DATA FOR THE TASK Block Start

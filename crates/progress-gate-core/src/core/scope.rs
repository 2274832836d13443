// crates/progress-gate-core/src/core/scope.rs
// ============================================================================
// Module: Progress Gate Scope Predicates
// Description: Backend-agnostic visibility predicates for list requests.
// Purpose: Describe which records a read may return without issuing queries.
// Dependencies: crate::core::{identifiers, records}, serde
// ============================================================================

//! ## Overview
//! A [`ScopePredicate`] is a conjunction of typed clauses describing which
//! records a read operation may return. It is a data structure, never a SQL
//! string; each storage backend translates it to its native filter language.
//!
//! The class clause is join-scoped: it restricts progress entries by a
//! property of the related student profile. The clause is built from the
//! already-resolved principal snapshot, so no backend ever has to consult
//! the row set it is filtering to apply it.
//!
//! Admission helpers evaluate clauses against in-memory records. A clause
//! that does not apply to a record type admits nothing (fail closed).

// ============================================================================
// SECTION: Imports
// ============================================================================

use std::collections::BTreeSet;

use serde::Deserialize;
use serde::Serialize;

use crate::core::identifiers::ClassName;
use crate::core::identifiers::PrincipalId;
use crate::core::identifiers::SchoolId;
use crate::core::identifiers::StudentProfileId;
use crate::core::records::ProgressEntry;
use crate::core::records::School;
use crate::core::records::StudentProfile;
use crate::core::records::TeacherProfile;

// ============================================================================
// SECTION: Scope Clauses
// ============================================================================

/// Single conjunct of a scope predicate.
///
/// # Invariants
/// - Variants are stable for serialization and backend translation.
/// - A clause that does not apply to the record type under filter admits
///   nothing.
#[derive(Debug, Clone, PartialEq, Eq, Serialize, Deserialize)]
#[serde(tag = "kind", rename_all = "snake_case")]
pub enum ScopeClause {
    /// Record's school equals the given school.
    SchoolIs {
        /// Required school.
        school_id: SchoolId,
    },
    /// Record is owned by the given principal.
    OwnerIs {
        /// Required owning principal.
        principal_id: PrincipalId,
    },
    /// Record belongs to the given student profile.
    StudentIs {
        /// Required student profile.
        student_id: StudentProfileId,
    },
    /// Related student's class is one of the given classes (join-scoped).
    StudentClassIn {
        /// Admitted classes.
        classes: BTreeSet<ClassName>,
    },
}

// ============================================================================
// SECTION: Scope Predicate
// ============================================================================

/// Conjunction of scope clauses applied to a list request.
///
/// # Invariants
/// - An empty clause list admits every record ("all").
/// - Clauses combine with AND semantics.
#[derive(Debug, Clone, Default, PartialEq, Eq, Serialize, Deserialize)]
pub struct ScopePredicate {
    /// Conjunctive clauses; empty means unrestricted.
    pub clauses: Vec<ScopeClause>,
}

impl ScopePredicate {
    /// Predicate admitting every record.
    #[must_use]
    pub const fn all() -> Self {
        Self {
            clauses: Vec::new(),
        }
    }

    /// Predicate restricting records to one school.
    #[must_use]
    pub fn school(school_id: SchoolId) -> Self {
        Self {
            clauses: vec![ScopeClause::SchoolIs {
                school_id,
            }],
        }
    }

    /// Predicate restricting records to one owning principal.
    #[must_use]
    pub fn owner(principal_id: PrincipalId) -> Self {
        Self {
            clauses: vec![ScopeClause::OwnerIs {
                principal_id,
            }],
        }
    }

    /// Predicate restricting records to one student profile.
    #[must_use]
    pub fn student(student_id: StudentProfileId) -> Self {
        Self {
            clauses: vec![ScopeClause::StudentIs {
                student_id,
            }],
        }
    }

    /// Predicate restricting records to one school and a set of classes.
    #[must_use]
    pub fn school_classes(school_id: SchoolId, classes: BTreeSet<ClassName>) -> Self {
        Self {
            clauses: vec![
                ScopeClause::SchoolIs {
                    school_id,
                },
                ScopeClause::StudentClassIn {
                    classes,
                },
            ],
        }
    }

    /// Returns true when the predicate admits every record.
    #[must_use]
    pub fn is_unrestricted(&self) -> bool {
        self.clauses.is_empty()
    }

    /// Returns true when the predicate admits the school record.
    #[must_use]
    pub fn admits_school(&self, school: &School) -> bool {
        self.clauses.iter().all(|clause| match clause {
            ScopeClause::SchoolIs {
                school_id,
            } => *school_id == school.id,
            ScopeClause::OwnerIs {
                ..
            }
            | ScopeClause::StudentIs {
                ..
            }
            | ScopeClause::StudentClassIn {
                ..
            } => false,
        })
    }

    /// Returns true when the predicate admits the teacher profile.
    #[must_use]
    pub fn admits_teacher(&self, teacher: &TeacherProfile) -> bool {
        self.clauses.iter().all(|clause| match clause {
            ScopeClause::SchoolIs {
                school_id,
            } => *school_id == teacher.school_id,
            ScopeClause::OwnerIs {
                principal_id,
            } => *principal_id == teacher.principal_id,
            ScopeClause::StudentIs {
                ..
            }
            | ScopeClause::StudentClassIn {
                ..
            } => false,
        })
    }

    /// Returns true when the predicate admits the student profile.
    #[must_use]
    pub fn admits_student(&self, student: &StudentProfile) -> bool {
        self.clauses.iter().all(|clause| match clause {
            ScopeClause::SchoolIs {
                school_id,
            } => *school_id == student.school_id,
            ScopeClause::OwnerIs {
                principal_id,
            } => *principal_id == student.principal_id,
            ScopeClause::StudentIs {
                student_id,
            } => *student_id == student.id,
            ScopeClause::StudentClassIn {
                classes,
            } => classes.contains(&student.class_name),
        })
    }

    /// Returns true when the predicate admits the progress entry.
    ///
    /// The related student profile must be supplied by the caller for the
    /// join-scoped class clause; passing the wrong student is a caller bug
    /// the predicate cannot detect.
    #[must_use]
    pub fn admits_entry(&self, entry: &ProgressEntry, student: &StudentProfile) -> bool {
        self.clauses.iter().all(|clause| match clause {
            ScopeClause::SchoolIs {
                school_id,
            } => *school_id == entry.school_id,
            ScopeClause::OwnerIs {
                ..
            } => false,
            ScopeClause::StudentIs {
                student_id,
            } => *student_id == entry.student_id,
            ScopeClause::StudentClassIn {
                classes,
            } => entry.student_id == student.id && classes.contains(&student.class_name),
        })
    }
}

DATA FOR THE TASK Block End

Output the full listing above once again, verbatim.

## RESPONSE TO THE TASK
filename crates/progress-gate-core/src/core/scope.rs
repository 2274832836d13443
// crates/progress-gate-core/src/core/scope.rs
// ============================================================================
// Module: Progress Gate Scope Predicates
// Description: Backend-agnostic visibility predicates for list requests.
// Purpose: Describe which records a read may return without issuing queries.
// Dependencies: crate::core::{identifiers, records}, serde
// ============================================================================

//! ## Overview
//! A [`ScopePredicate`] is a conjunction of typed clauses describing which
//! records a read operation may return. It is a data structure, never a SQL
//! string; each storage backend translates it to its native filter language.
//!
//! The class clause is join-scoped: it restricts progress entries by a
//! property of the related student profile. The clause is built from the
//! already-resolved principal snapshot, so no backend ever has to consult
//! the row set it is filtering to apply it.
//!
//! Admission helpers evaluate clauses against in-memory records. A clause
//! that does not apply to a record type admits nothing (fail closed).

// ============================================================================
// SECTION: Imports
// ============================================================================

use std::collections::BTreeSet;

use serde::Deserialize;
use serde::Serialize;

use crate::core::identifiers::ClassName;
use crate::core::identifiers::PrincipalId;
use crate::core::identifiers::SchoolId;
use crate::core::identifiers::StudentProfileId;
use crate::core::records::ProgressEntry;
use crate::core::records::School;
use crate::core::records::StudentProfile;
use crate::core::records::TeacherProfile;

// ============================================================================
// SECTION: Scope Clauses
// ============================================================================

/// Single conjunct of a scope predicate.
///
/// # Invariants
/// - Variants are stable for serialization and backend translation.
/// - A clause that does not apply to the record type under filter admits
///   nothing.
#[derive(Debug, Clone, PartialEq, Eq, Serialize, Deserialize)]
#[serde(tag = "kind", rename_all = "snake_case")]
pub enum ScopeClause {
    /// Record's school equals the given school.
    SchoolIs {
        /// Required school.
        school_id: SchoolId,
    },
    /// Record is owned by the given principal.
    OwnerIs {
        /// Required owning principal.
        principal_id: PrincipalId,
    },
    /// Record belongs to the given student profile.
    StudentIs {
        /// Required student profile.
        student_id: StudentProfileId,
    },
    /// Related student's class is one of the given classes (join-scoped).
    StudentClassIn {
        /// Admitted classes.
        classes: BTreeSet<ClassName>,
    },
}

// ============================================================================
// SECTION: Scope Predicate
// ============================================================================

/// Conjunction of scope clauses applied to a list request.
///
/// # Invariants
/// - An empty clause list admits every record ("all").
/// - Clauses combine with AND semantics.
#[derive(Debug, Clone, Default, PartialEq, Eq, Serialize, Deserialize)]
pub struct ScopePredicate {
    /// Conjunctive clauses; empty means unrestricted.
    pub clauses: Vec<ScopeClause>,
}

impl ScopePredicate {
    /// Predicate admitting every record.
    #[must_use]
    pub const fn all() -> Self {
        Self {
            clauses: Vec::new(),
        }
    }

    /// Predicate restricting records to one school.
    #[must_use]
    pub fn school(school_id: SchoolId) -> Self {
        Self {
            clauses: vec![ScopeClause::SchoolIs {
                school_id,
            }],
        }
    }

    /// Predicate restricting records to one owning principal.
    #[must_use]
    pub fn owner(principal_id: PrincipalId) -> Self {
        Self {
            clauses: vec![ScopeClause::OwnerIs {
                principal_id,
            }],
        }
    }

    /// Predicate restricting records to one student profile.
    #[must_use]
    pub fn student(student_id: StudentProfileId) -> Self {
        Self {
            clauses: vec![ScopeClause::StudentIs {
                student_id,
            }],
        }
    }

    /// Predicate restricting records to one school and a set of classes.
    #[must_use]
    pub fn school_classes(school_id: SchoolId, classes: BTreeSet<ClassName>) -> Self {
        Self {
            clauses: vec![
                ScopeClause::SchoolIs {
                    school_id,
                },
                ScopeClause::StudentClassIn {
                    classes,
                },
            ],
        }
    }

    /// Returns true when the predicate admits every record.
    #[must_use]
    pub fn is_unrestricted(&self) -> bool {
        self.clauses.is_empty()
    }

    /// Returns true when the predicate admits the school record.
    #[must_use]
    pub fn admits_school(&self, school: &School) -> bool {
        self.clauses.iter().all(|clause| match clause {
            ScopeClause::SchoolIs {
                school_id,
            } => *school_id == school.id,
            ScopeClause::OwnerIs {
                ..
            }
            | ScopeClause::StudentIs {
                ..
            }
            | ScopeClause::StudentClassIn {
                ..
            } => false,
        })
    }

    /// Returns true when the predicate admits the teacher profile.
    #[must_use]
    pub fn admits_teacher(&self, teacher: &TeacherProfile) -> bool {
        self.clauses.iter().all(|clause| match clause {
            ScopeClause::SchoolIs {
                school_id,
            } => *school_id == teacher.school_id,
            ScopeClause::OwnerIs {
                principal_id,
            } => *principal_id == teacher.principal_id,
            ScopeClause::StudentIs {
                ..
            }
            | ScopeClause::StudentClassIn {
                ..
            } => false,
        })
    }

    /// Returns true when the predicate admits the student profile.
    #[must_use]
    pub fn admits_student(&self, student: &StudentProfile) -> bool {
        self.clauses.iter().all(|clause| match clause {
            ScopeClause::SchoolIs {
                school_id,
            } => *school_id == student.school_id,
            ScopeClause::OwnerIs {
                principal_id,
            } => *principal_id == student.principal_id,
            ScopeClause::StudentIs {
                student_id,
            } => *student_id == student.id,
            ScopeClause::StudentClassIn {
                classes,
            } => classes.contains(&student.class_name),
        })
    }

    /// Returns true when the predicate admits the progress entry.
    ///
    /// The related student profile must be supplied by the caller for the
    /// join-scoped class clause; passing the wrong student is a caller bug
    /// the predicate cannot detect.
    #[must_use]
    pub fn admits_entry(&self, entry: &ProgressEntry, student: &StudentProfile) -> bool {
        self.clauses.iter().all(|clause| match clause {
            ScopeClause::SchoolIs {
                school_id,
            } => *school_id == entry.school_id,
            ScopeClause::OwnerIs {
                ..
            } => false,
            ScopeClause::StudentIs {
                student_id,
            } => *student_id == entry.student_id,
            ScopeClause::StudentClassIn {
                classes,
            } => entry.student_id == student.id && classes.contains(&student.class_name),
        })
    }
}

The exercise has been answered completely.